Every anniversary, on 1 December, SPEAR participates in international competitions such as the Office of Law Enforcement Technology Commercialisation (OLETC) Mock Prison Riot, where they showcase their tactical know-how and learn from counterparts from other leading prisons, correctional and law enforcement agencies. SPEAR did very well in the 2015 Mock Prison Riot, clinching champion and first runner–up titles in the individual and team categories respectively. SPEAR also organises the biennial Asian Prisons Lockdown Challenge (APLC) to enhance tactical capabilities and exchange knowledge in prisons and correctional services in the region.

History
SPEAR was founded on 1 December 1977 as the Special Action Prisons Unit (SAPU). The unit was trained by the Commandos formation of the Singapore Armed Forces (SAF).

Capability
SPEAR officers are specialised in multiple areas, which are essential to make prisons safe in an ever-changing security climate, such as:

 Close-quarters riot control
 Transportation of high risk inmates
 Close protection
 Less lethal weaponry
 Dynamic entry 
 Physical training
 Combat shooting 
 Use of specialised weapons 
 Tactical rappelling 
 Close-quarters battle

Their core functions include responding to prison contingencies and exercises, performing high risk escort duties and training prison officers in various core tactical skills.

Selection process
The selection process for suitable candidates is one of the toughest and most grueling worldwide. Modeled after the elite special forces throughout the world, candidates must go through various physically and mentally demanding challenges. They must also clear a challenging and demanding obstacle course within a stipulated time. Candidates must display grit, resolve, extreme mental and physical fortitude and teamwork to pass the selection.
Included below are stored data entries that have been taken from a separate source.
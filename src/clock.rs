// Copyright 2022 houseme
//
// Licensed under the Apache License, Version 2.0 <LICENSE-APACHE or
// http://www.apache.org/licenses/LICENSE-2.0> or the MIT license
// <LICENSE-MIT or http://opensource.org/licenses/MIT>, at your
// option. This file may not be copied, modified, or distributed
// except according to those terms.

use chrono::Utc;
use std::{hint, sync::Arc, thread, time::Duration};

/// A source of wall-clock time in milliseconds since the Unix epoch.
///
/// The generator reads the clock through this trait so the clock can be
/// swapped, e.g. for a scripted one in tests.
pub trait TimeSource: Send + Sync {
    /// Returns the current time in milliseconds since 1970-01-01 UTC.
    fn current_millis(&self) -> i64;
}

/// The system wall clock.
#[derive(Clone, Copy, Debug, Default)]
pub struct SystemClock;

impl TimeSource for SystemClock {
    fn current_millis(&self) -> i64 {
        Utc::now().timestamp_millis()
    }
}

impl<T: TimeSource + ?Sized> TimeSource for Arc<T> {
    fn current_millis(&self) -> i64 {
        (**self).current_millis()
    }
}

/// How the current reading relates to the last recorded timestamp.
#[derive(Clone, Copy, Debug, PartialEq, Eq)]
pub(crate) enum ClockReading {
    Advanced,
    Same,
    /// Behind by at most the tolerance; carries the drift in ms.
    BackwardWithin(i64),
    /// Behind by more than the tolerance; carries the drift in ms.
    BackwardExceeded(i64),
}

/// Classify `now` against `last`. A drift equal to the tolerance is still
/// within tolerance.
pub(crate) fn classify(now: i64, last: i64, tolerance_ms: u32) -> ClockReading {
    if now > last {
        ClockReading::Advanced
    } else if now == last {
        ClockReading::Same
    } else {
        let drift = last.saturating_sub(now);
        if drift > i64::from(tolerance_ms) {
            ClockReading::BackwardExceeded(drift)
        } else {
            ClockReading::BackwardWithin(drift)
        }
    }
}

const SPIN_LIMIT: u32 = 64;
const YIELD_LIMIT: u32 = 256;
const SLEEP_STEP: Duration = Duration::from_micros(100);

/// Poll `time` until it reports a value strictly greater than `last` and
/// return that value.
///
/// Spins briefly, then yields, then sleeps in short steps. There is no upper
/// bound: a clock that never advances keeps the caller here forever.
pub(crate) fn wait_past(time: &dyn TimeSource, last: i64) -> i64 {
    let mut attempts: u32 = 0;
    loop {
        let now = time.current_millis();
        if now > last {
            return now;
        }
        if attempts < SPIN_LIMIT {
            hint::spin_loop();
        } else if attempts < YIELD_LIMIT {
            thread::yield_now();
        } else {
            thread::sleep(SLEEP_STEP);
        }
        attempts = attempts.saturating_add(1);
    }
}

#[cfg(test)]
mod tests {
    use super::*;
    use std::sync::atomic::{AtomicI64, Ordering};

    #[test]
    fn classify_boundaries() {
        assert_eq!(classify(11, 10, 5), ClockReading::Advanced);
        assert_eq!(classify(10, 10, 5), ClockReading::Same);
        assert_eq!(classify(7, 10, 5), ClockReading::BackwardWithin(3));
        assert_eq!(classify(5, 10, 5), ClockReading::BackwardWithin(5));
        assert_eq!(classify(4, 10, 5), ClockReading::BackwardExceeded(6));
        assert_eq!(classify(9, 10, 0), ClockReading::BackwardExceeded(1));
    }

    #[test]
    fn classify_extreme_readings_saturate() {
        assert_eq!(
            classify(i64::MIN, 10, 5),
            ClockReading::BackwardExceeded(i64::MAX)
        );
        assert_eq!(classify(i64::MAX, -1, 5), ClockReading::Advanced);
    }

    struct Ticking(AtomicI64);

    impl TimeSource for Ticking {
        fn current_millis(&self) -> i64 {
            self.0.fetch_add(1, Ordering::SeqCst)
        }
    }

    #[test]
    fn wait_past_returns_first_later_reading() {
        let clock = Ticking(AtomicI64::new(0));
        assert_eq!(wait_past(&clock, 500), 501);
    }

    #[test]
    fn system_clock_is_after_2020() {
        assert!(SystemClock.current_millis() > 1_577_836_800_000);
    }
}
The five-month long training program is called SPEAR Tactical Course (STC) and it equips officers with the tactical know-how in order to handle crucial situations such as hostage rescues and high-risk escorts. At the start of STC, officers undergo a conditioning phase to bring them to their best physical condition.

A main feature of STC is the close-quarters riot control (CQRC), which sees officers learning an essential skill set that encompasses weapons training, close quarter combat (CQC) and other tactical capabilities. Upon achieving competency in those areas, they will proceed on to harness their ability to execute scenario-based missions.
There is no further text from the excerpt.